The oil company he works for called him hours ago hence the swift response and a long drive to Takoradi and beyond to wait for a helicopter to take him onto the oil rig erected some nautical miles from Ghana’s Western Shoreline.

Such young Ghanaian professionals are finding lucrative jobs near home since Ghana discovered oil in commercial quantities in July 2007 and began production in December 2010.

Takoradi is now bursting at its seams; all manner of people are migrating to this Ghanaian western harbour city which had seen better days, to feed on the hopes and goodies in an oil revenue environment.

It now attracts all the banner headlines for the right and wrong reasons and it certainly represents the exact picture of what Ghana may became as the West African nation trod the oil path.

The hot debate on the oil find is understandable although Ghana has a long unpalatable extractive industry history; gold, diamond, bauxite, manganese are still being mined but long years of digging, scraping ,pollution and the relocation of villages  have brought about few toilets and community centres and a distorted agrarian culture.

Oil is and will be the most important single fuel in the global energy mix in the foreseeable future; coal, natural gas, nuclear power, renewable and other sources will continue to supplement oil in meeting the world’s growing demand for energy. New mammoth consumers like China and India which will account for 43 per cent of global demand by 2030, continue to aid the rise in the price of oil and the search for new reserves as the United States of America, European Union and Japan, the big buyers, continue to seek new sellers.

The United States of America, the biggest consumer of oil, has seen its net imports of oil and petroleum products rise steadily since 1982 to fill the growing gap between indigenous supply and demand. Despite efforts to restrain imports dependence, the US imports around 60 per cent of its oil.

In the case of the European Union, her energy mix is strongly dominated by fossil fuels. In 2005, oil constituted approximately 37 per cent of the EU’s energy’s consumption, natural gas 24 per cent, solid fuels 18 per cent, nuclear power 15 per cent and renewable, six per cent. The EU members possess only 0.6 per cent of world’s proven oil reserves.

The European Union is expected to import 94 per cent of its oil needs as its collective energy security is fundamentally linked to the security of supply from the global fossil fuel markets.

Oil, therefore, now transcends trade and commerce as it seeps through every human endeavour making it one of the strongest determinants of global energy and economic security for generations to come.

The pessimist’s argument

In spite of the fact that huge revenues accrue from oil consistently, the political life and socio-economic development of most producing countries especially around Ghana leave a lot to be desired. The ‘resource curse’ or the ‘paradox of plenty’ which posits that abundant natural resources rather tend to pauperize the majority, comes in handy to shed light on the issue.

Corruption, fuelled by patrimonialism, ethnocentrism, greed and sheer incompetence normally result in anger, frustration and alienation by a section of society which may resort to war as oil resources are enjoyed by a few. Nigeria, Sudan and Angola are some of the examples used by pessimists to make their case.

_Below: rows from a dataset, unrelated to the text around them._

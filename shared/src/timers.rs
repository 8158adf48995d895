use std::collections::BTreeMap;

/// Keyed one-shot deadlines on a caller-supplied millisecond clock.
///
/// Scheduling a key that is already pending replaces its deadline, so a key
/// never fires twice. Nothing fires on its own: owners call [`Timers::pop_due`]
/// from their tick and handle each key in deadline order.
#[derive(Debug, Clone)]
pub struct Timers<K> {
    deadlines: BTreeMap<K, u64>,
}

impl<K: Ord + Clone> Default for Timers<K> {
    fn default() -> Self {
        Self::new()
    }
}

impl<K: Ord + Clone> Timers<K> {
    pub fn new() -> Self {
        Timers {
            deadlines: BTreeMap::new(),
        }
    }

    /// Arms `key` to fire at `at_ms`, returning the deadline it replaced.
    pub fn schedule(&mut self, key: K, at_ms: u64) -> Option<u64> {
        self.deadlines.insert(key, at_ms)
    }

    pub fn schedule_in(&mut self, key: K, now_ms: u64, delay_ms: u64) -> Option<u64> {
        self.schedule(key, now_ms.saturating_add(delay_ms))
    }

    pub fn cancel(&mut self, key: &K) -> bool {
        self.deadlines.remove(key).is_some()
    }

    /// Cancels every pending key matching `predicate`.
    pub fn cancel_where(&mut self, mut predicate: impl FnMut(&K) -> bool) -> usize {
        let before = self.deadlines.len();
        self.deadlines.retain(|key, _| !predicate(key));
        before - self.deadlines.len()
    }

    pub fn is_scheduled(&self, key: &K) -> bool {
        self.deadlines.contains_key(key)
    }

    pub fn deadline(&self, key: &K) -> Option<u64> {
        self.deadlines.get(key).copied()
    }

    pub fn next_deadline(&self) -> Option<u64> {
        self.deadlines.values().min().copied()
    }

    /// Removes and returns the earliest key due at `now_ms`. Ties go to the
    /// smallest key.
    pub fn pop_due(&mut self, now_ms: u64) -> Option<K> {
        let key = self
            .deadlines
            .iter()
            .filter(|(_, &at)| at <= now_ms)
            .min_by_key(|(_, &at)| at)
            .map(|(key, _)| key.clone())?;
        self.deadlines.remove(&key);
        Some(key)
    }

    pub fn clear(&mut self) {
        self.deadlines.clear();
    }

    pub fn len(&self) -> usize {
        self.deadlines.len()
    }

    pub fn is_empty(&self) -> bool {
        self.deadlines.is_empty()
    }
}

#[cfg(test)]
mod tests {
    use super::*;

    #[derive(Debug, Clone, Copy, PartialEq, Eq, PartialOrd, Ord)]
    enum Key {
        A,
        B,
        C,
    }

    #[test]
    fn test_pop_due_in_deadline_order() {
        let mut timers = Timers::new();
        timers.schedule(Key::A, 300);
        timers.schedule(Key::B, 100);
        timers.schedule(Key::C, 200);

        assert_eq!(timers.pop_due(50), None);
        assert_eq!(timers.pop_due(250), Some(Key::B));
        assert_eq!(timers.pop_due(250), Some(Key::C));
        assert_eq!(timers.pop_due(250), None);
        assert_eq!(timers.len(), 1);
        assert_eq!(timers.next_deadline(), Some(300));
    }

    #[test]
    fn test_equal_deadlines_fire_by_key() {
        let mut timers = Timers::new();
        timers.schedule(Key::C, 10);
        timers.schedule(Key::A, 10);

        assert_eq!(timers.pop_due(10), Some(Key::A));
        assert_eq!(timers.pop_due(10), Some(Key::C));
    }

    #[test]
    fn test_reschedule_replaces_deadline() {
        let mut timers = Timers::new();
        assert_eq!(timers.schedule(Key::A, 100), None);
        assert_eq!(timers.schedule_in(Key::A, 100, 50), Some(100));

        assert_eq!(timers.pop_due(120), None);
        assert_eq!(timers.deadline(&Key::A), Some(150));
        assert_eq!(timers.pop_due(150), Some(Key::A));
        assert!(timers.is_empty());
    }

    #[test]
    fn test_cancel() {
        let mut timers = Timers::new();
        timers.schedule(Key::A, 1);
        timers.schedule(Key::B, 2);
        timers.schedule(Key::C, 3);

        assert!(timers.cancel(&Key::A));
        assert!(!timers.cancel(&Key::A));
        assert_eq!(timers.cancel_where(|k| *k != Key::B), 1);
        assert!(timers.is_scheduled(&Key::B));
        assert!(!timers.is_scheduled(&Key::C));

        timers.clear();
        assert_eq!(timers.pop_due(u64::MAX), None);
    }

    #[test]
    fn test_schedule_in_saturates() {
        let mut timers = Timers::new();
        timers.schedule_in(Key::A, u64::MAX - 1, 10);
        assert_eq!(timers.deadline(&Key::A), Some(u64::MAX));
    }
}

The resource curse theory holds sway as political instability, conflict, and corruption abound in this country that had the potential of bankrolling peace, stability and democratic development in West Africa but as the facts will unveil, the discovery of oil and gas has brought about more harm than good.

Conflicts in Nigeria have been on-going since oil was first discovered four decades ago. Nigeria is Africa’s most populous nation ­home to more than 130 million people, or one-sixth of the population of the African continent.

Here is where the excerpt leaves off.